YOUR INSTRUCTIONS:
Once you reach the line that contains "pub struct VerdictReport", retype it and every line after it exactly, ending with the last line of the entries.

--- RAW DATA Enclosed Below ---

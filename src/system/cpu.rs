use super::error::SampleError;
use super::source::{CpuTimes, TelemetrySource};

/// Outcome of one successful counter read.
#[derive(Clone, Copy, Debug, PartialEq)]
pub enum CpuSample {
    /// First reading of the process lifetime; there is nothing to diff against yet.
    Warmup,
    /// Percentage of processor time spent non-idle since the previous reading.
    Usage(f32),
}

/// Delta-based estimator of aggregate processor utilization.
#[derive(Debug, Default)]
pub struct CpuSampler {
    previous: Option<CpuTimes>,
}

impl CpuSampler {
    pub fn new() -> Self {
        Self::default()
    }

    /// Reads the counters from `source` and diffs them against the last
    /// successful read. A failed read leaves the baseline untouched.
    pub fn sample<S: TelemetrySource + ?Sized>(
        &mut self,
        source: &mut S,
    ) -> Result<CpuSample, SampleError> {
        let current = source.cpu_times().ok_or(SampleError::CpuTimes)?;
        Ok(self.observe(current))
    }

    pub fn observe(&mut self, current: CpuTimes) -> CpuSample {
        match self.previous.replace(current) {
            Some(previous) => CpuSample::Usage(usage_between(previous, current)),
            None => CpuSample::Warmup,
        }
    }
}

/// Busy percentage between two counter readings.
///
/// Counters that went backwards contribute a zero delta. The result is
/// always within `0.0..=100.0`.
pub fn usage_between(previous: CpuTimes, current: CpuTimes) -> f32 {
    let idle = current.idle.saturating_sub(previous.idle);
    let kernel = current.kernel.saturating_sub(previous.kernel);
    let user = current.user.saturating_sub(previous.user);

    let total = kernel.saturating_add(user);
    if total == 0 {
        return 0.0;
    }
    let busy = kernel.saturating_sub(idle).saturating_add(user);
    let usage = busy as f64 * 100.0 / total as f64;
    (usage as f32).clamp(0.0, 100.0)
}
use std::fs::{self, File};
use std::path::Path;
use std::str::FromStr;
use std::sync::Mutex;

use color_eyre::eyre::{Result, eyre};
use tracing::Level;

/// Sends JSON log lines to `output_path`. The terminal belongs to the UI,
/// so without a log file nothing is installed and events are discarded.
pub fn init_file_logging(output_path: &Path, level: &str) -> Result<()> {
    if let Some(parent) = output_path.parent()
        && !parent.as_os_str().is_empty()
    {
        fs::create_dir_all(parent)?;
    }
    let file = File::create(output_path)?;

    let subscriber = tracing_subscriber::fmt()
        .with_ansi(false)
        .json()
        .with_max_level(parse_level(level))
        .with_writer(Mutex::new(file))
        .finish();

    tracing::subscriber::set_global_default(subscriber)
        .map_err(|e| eyre!("failed to set tracing subscriber: {e}"))?;
    Ok(())
}

/// Unknown level names fall back to `info`.
pub fn parse_level(level: &str) -> Level {
    Level::from_str(level.trim()).unwrap_or(Level::INFO)
}

#[cfg(test)]
mod tests {
    use super::*;

    #[test]
    fn parses_known_levels() {
        assert_eq!(parse_level("debug"), Level::DEBUG);
        assert_eq!(parse_level("WARN"), Level::WARN);
        assert_eq!(parse_level(" trace "), Level::TRACE);
    }

    #[test]
    fn unknown_level_is_info() {
        assert_eq!(parse_level("chatty"), Level::INFO);
        assert_eq!(parse_level(""), Level::INFO);
    }
}
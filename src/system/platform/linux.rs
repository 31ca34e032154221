use super::PlatformCounters;
use crate::system::source::CpuTimes;

pub struct Platform;

impl PlatformCounters for Platform {
    fn cpu_times() -> Option<CpuTimes> {
        let contents = std::fs::read_to_string("/proc/stat").ok()?;
        parse_proc_stat(&contents)
    }

    fn uptime_millis() -> Option<u64> {
        let contents = std::fs::read_to_string("/proc/uptime").ok()?;
        parse_proc_uptime(&contents)
    }
}

/// Folds the aggregate `cpu` line of /proc/stat into idle/kernel/user.
fn parse_proc_stat(contents: &str) -> Option<CpuTimes> {
    let line = contents.lines().find(|l| l.starts_with("cpu "))?;
    // user nice system idle iowait irq softirq steal guest guest_nice
    let fields: Vec<u64> = line
        .split_whitespace()
        .skip(1)
        .map(|f| f.parse().ok())
        .collect::<Option<_>>()?;
    if fields.len() < 4 {
        return None;
    }
    let field = |i: usize| fields.get(i).copied().unwrap_or(0);

    // guest time is already accounted for in user and nice.
    let idle = field(3) + field(4);
    let kernel = field(2) + field(5) + field(6) + field(7) + idle;
    let user = field(0) + field(1);
    Some(CpuTimes { idle, kernel, user })
}

/// First field of /proc/uptime: seconds with a fractional part.
fn parse_proc_uptime(contents: &str) -> Option<u64> {
    let token = contents.split_whitespace().next()?;
    let (seconds, fraction) = token.split_once('.').unwrap_or((token, "0"));
    let seconds: u64 = seconds.parse().ok()?;
    let padded = format!("{fraction:0<3}");
    let millis: u64 = padded.get(..3)?.parse().ok()?;
    Some(seconds * 1000 + millis)
}
use std::path::PathBuf;

use thiserror::Error;

/// Errors produced by the inspection pipeline.
///
/// A `Fail` verdict is not an error: it comes back as a successful
/// [`VerdictResult`](crate::models::VerdictResult). Everything here means the
/// inspection itself could not be carried out.
#[derive(Debug, Error)]
pub enum InspectError {
    /// The input was missing, empty, undecodable or in a raster format
    /// outside the upload allow-list.
    #[error("image decode error: {0}")]
    ImageDecode(String),

    /// Rejected at configuration-construction time.
    #[error("invalid configuration: {0}")]
    Config(String),

    /// The annotated output could not be written.
    #[error("failed to persist annotated image to {path}: {source}")]
    Persist {
        path: PathBuf,
        #[source]
        source: std::io::Error,
    },

    /// The annotated output could not be encoded to bytes.
    #[error("failed to encode annotated image: {0}")]
    Encode(String),
}

impl InspectError {
    /// True for errors caused by the caller's input rather than the environment.
    pub fn is_input_error(&self) -> bool {
        matches!(self, Self::ImageDecode(_))
    }
}

pub type Result<T> = std::result::Result<T, InspectError>;
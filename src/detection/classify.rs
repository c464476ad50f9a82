use crate::config::{ClassificationPolicy, InspectionConfig};
use crate::models::{Contour, DefectCandidate};

/// Area of the largest contour, or zero when there are none.
pub fn largest_area(contours: &[Contour]) -> f64 {
    contours.iter().map(Contour::area).fold(0.0, f64::max)
}

/// Select the contours that count as defects under the configured policy.
///
/// Input order is preserved.
pub fn classify(contours: &[Contour], config: &InspectionConfig) -> Vec<DefectCandidate> {
    let min_area = config.min_defect_area;
    let upper_bound = match config.classification_policy {
        ClassificationPolicy::Fixed => None,
        ClassificationPolicy::Relative => {
            Some(config.relative_threshold_fraction * largest_area(contours))
        }
    };

    contours
        .iter()
        .filter_map(|contour| {
            let area = contour.area();
            if area <= min_area {
                return None;
            }
            if let Some(bound) = upper_bound {
                if area >= bound {
                    return None;
                }
            }
            let bounds = contour.bounding_rect()?;
            Some(DefectCandidate {
                contour: contour.clone(),
                area,
                bounds,
            })
        })
        .collect()
}

#[cfg(test)]
mod tests {
    use super::*;
    use crate::models::BoundaryKind;
    use imageproc::point::Point;

    fn rect(x: u32, y: u32, w: u32, h: u32) -> Contour {
        Contour {
            points: vec![
                Point::new(x, y),
                Point::new(x, y + h),
                Point::new(x + w, y + h),
                Point::new(x + w, y),
            ],
            kind: BoundaryKind::Outer,
            parent: None,
        }
    }

    fn square(x: u32, y: u32, side: u32) -> Contour {
        rect(x, y, side, side)
    }

    fn config(policy: ClassificationPolicy, min_area: f64) -> InspectionConfig {
        InspectionConfig::builder()
            .classification_policy(policy)
            .min_defect_area(min_area)
            .build()
            .unwrap()
    }

    #[test]
    fn fixed_policy_uses_strict_minimum() {
        // areas: 49, 50, 100
        let contours = vec![square(0, 0, 7), rect(0, 20, 10, 5), square(40, 0, 10)];
        let defects = classify(&contours, &config(ClassificationPolicy::Fixed, 50.0));
        assert_eq!(defects.len(), 1);
        assert_eq!(defects[0].area, 100.0);
        assert_eq!(defects[0].bounds.x, 40);
    }

    #[test]
    fn relative_policy_excludes_the_dominant_outline() {
        let contours = vec![square(0, 0, 100), square(10, 10, 20), square(50, 50, 95)];
        let defects = classify(&contours, &config(ClassificationPolicy::Relative, 50.0));
        // 100x100 is the largest, 95x95 = 9025 >= 0.9 * 10000, only 20x20 remains.
        assert_eq!(defects.len(), 1);
        assert_eq!(defects[0].area, 400.0);
    }

    #[test]
    fn relative_policy_with_single_contour_finds_nothing() {
        for side in [8, 30, 500] {
            let contours = vec![square(0, 0, side)];
            assert!(classify(&contours, &config(ClassificationPolicy::Relative, 50.0)).is_empty());
        }
    }

    #[test]
    fn no_contours_no_defects() {
        assert!(classify(&[], &InspectionConfig::default()).is_empty());
        assert_eq!(largest_area(&[]), 0.0);
    }
}
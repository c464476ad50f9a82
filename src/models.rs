use std::fmt;
use std::path::PathBuf;

use image::RgbImage;
use imageproc::point::Point;
use serde::Serialize;

/// Whether a traced boundary is the outside of an edge region or the rim of
/// a hole inside one.
#[derive(Debug, Clone, Copy, PartialEq, Eq, Serialize)]
#[serde(rename_all = "lowercase")]
pub enum BoundaryKind {
    Outer,
    Hole,
}

/// Axis-aligned rectangle in image coordinates, inclusive of both edges.
#[derive(Debug, Clone, Copy, PartialEq, Eq, Serialize)]
pub struct BoundingRect {
    pub x: u32,
    pub y: u32,
    pub width: u32,
    pub height: u32,
}

impl BoundingRect {
    pub fn max_x(&self) -> u32 {
        self.x + self.width - 1
    }

    pub fn max_y(&self) -> u32 {
        self.y + self.height - 1
    }

    /// True when the whole rectangle lies inside a `width` x `height` image.
    pub fn fits_within(&self, width: u32, height: u32) -> bool {
        self.width > 0 && self.height > 0 && self.max_x() < width && self.max_y() < height
    }
}

/// Ordered boundary of one connected edge region.
#[derive(Debug, Clone, PartialEq)]
pub struct Contour {
    pub points: Vec<Point<u32>>,
    pub kind: BoundaryKind,
    /// Index of the enclosing contour in the extractor's full output.
    pub parent: Option<usize>,
}

impl Contour {
    /// Polygon area of the point sequence (shoelace formula).
    ///
    /// Boundaries one or two pixels long enclose nothing and report zero.
    pub fn area(&self) -> f64 {
        polygon_area(&self.points)
    }

    /// Smallest rectangle containing every boundary point.
    pub fn bounding_rect(&self) -> Option<BoundingRect> {
        let first = self.points.first()?;
        let (mut min_x, mut min_y, mut max_x, mut max_y) = (first.x, first.y, first.x, first.y);
        for p in &self.points[1..] {
            min_x = min_x.min(p.x);
            min_y = min_y.min(p.y);
            max_x = max_x.max(p.x);
            max_y = max_y.max(p.y);
        }
        Some(BoundingRect {
            x: min_x,
            y: min_y,
            width: max_x - min_x + 1,
            height: max_y - min_y + 1,
        })
    }

    pub fn len(&self) -> usize {
        self.points.len()
    }

    pub fn is_empty(&self) -> bool {
        self.points.is_empty()
    }
}

/// Unsigned area of a closed polygon.
pub fn polygon_area(points: &[Point<u32>]) -> f64 {
    if points.len() < 3 {
        return 0.0;
    }
    let mut twice_area = 0.0f64;
    for (i, a) in points.iter().enumerate() {
        let b = &points[(i + 1) % points.len()];
        twice_area += a.x as f64 * b.y as f64 - b.x as f64 * a.y as f64;
    }
    twice_area.abs() / 2.0
}

/// A contour that passed the classification predicate.
#[derive(Debug, Clone, PartialEq)]
pub struct DefectCandidate {
    pub contour: Contour,
    pub area: f64,
    pub bounds: BoundingRect,
}

#[derive(Debug, Clone, Copy, PartialEq, Eq, Serialize)]
pub enum InspectionStatus {
    Pass,
    Fail,
}

impl fmt::Display for InspectionStatus {
    fn fmt(&self, f: &mut fmt::Formatter<'_>) -> fmt::Result {
        match self {
            Self::Pass => write!(f, "Pass"),
            Self::Fail => write!(f, "Fail"),
        }
    }
}

/// Outcome of one inspection. Built once, at the end of the pipeline.
#[derive(Debug, Clone)]
pub struct VerdictResult {
    pub status: InspectionStatus,
    pub message: String,
    pub defect_count: usize,
    /// Contours that reached the classifier.
    pub contour_count: usize,
    pub defects: Vec<DefectCandidate>,
    /// Copy of the source image with defect boxes drawn on it.
    pub annotated_image: RgbImage,
}

impl VerdictResult {
    pub fn is_pass(&self) -> bool {
        self.status == InspectionStatus::Pass
    }

    pub fn report(&self, source: impl Into<String>, output_path: Option<PathBuf>) -> VerdictReport {
        VerdictReport {
            source: source.into(),
            status: self.status,
            message: self.message.clone(),
            defect_count: self.defect_count,
            contour_count: self.contour_count,
            defects: self
                .defects
                .iter()
                .map(|d| DefectReport {
                    area: d.area,
                    bounds: d.bounds,
                })
                .collect(),
            width: self.annotated_image.width(),
            height: self.annotated_image.height(),
            output_path,
        }
    }
}

#[derive(Debug, Clone, Serialize)]
pub struct DefectReport {
    pub area: f64,
    pub bounds: BoundingRect,
}

/// Serialisable view of a [`VerdictResult`], without pixel data.
#[derive(Debug, Clone, Serialize)]
pub struct VerdictReport {
    pub source: String,
    pub status: InspectionStatus,
    pub message: String,
    pub defect_count: usize,
    pub contour_count: usize,
    pub defects: Vec<DefectReport>,
    pub width: u32,
    pub height: u32,
    #[serde(skip_serializing_if = "Option::is_none")]
    pub output_path: Option<PathBuf>,
}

--- End of Enclosed RAW DATA ---

SOLUTION FOR THIS TASK:
pub struct VerdictReport {
    pub source: String,
    pub status: InspectionStatus,
    pub message: String,
    pub defect_count: usize,
    pub contour_count: usize,
    pub defects: Vec<DefectReport>,
    pub width: u32,
    pub height: u32,
    #[serde(skip_serializing_if = "Option::is_none")]
    pub output_path: Option<PathBuf>,
}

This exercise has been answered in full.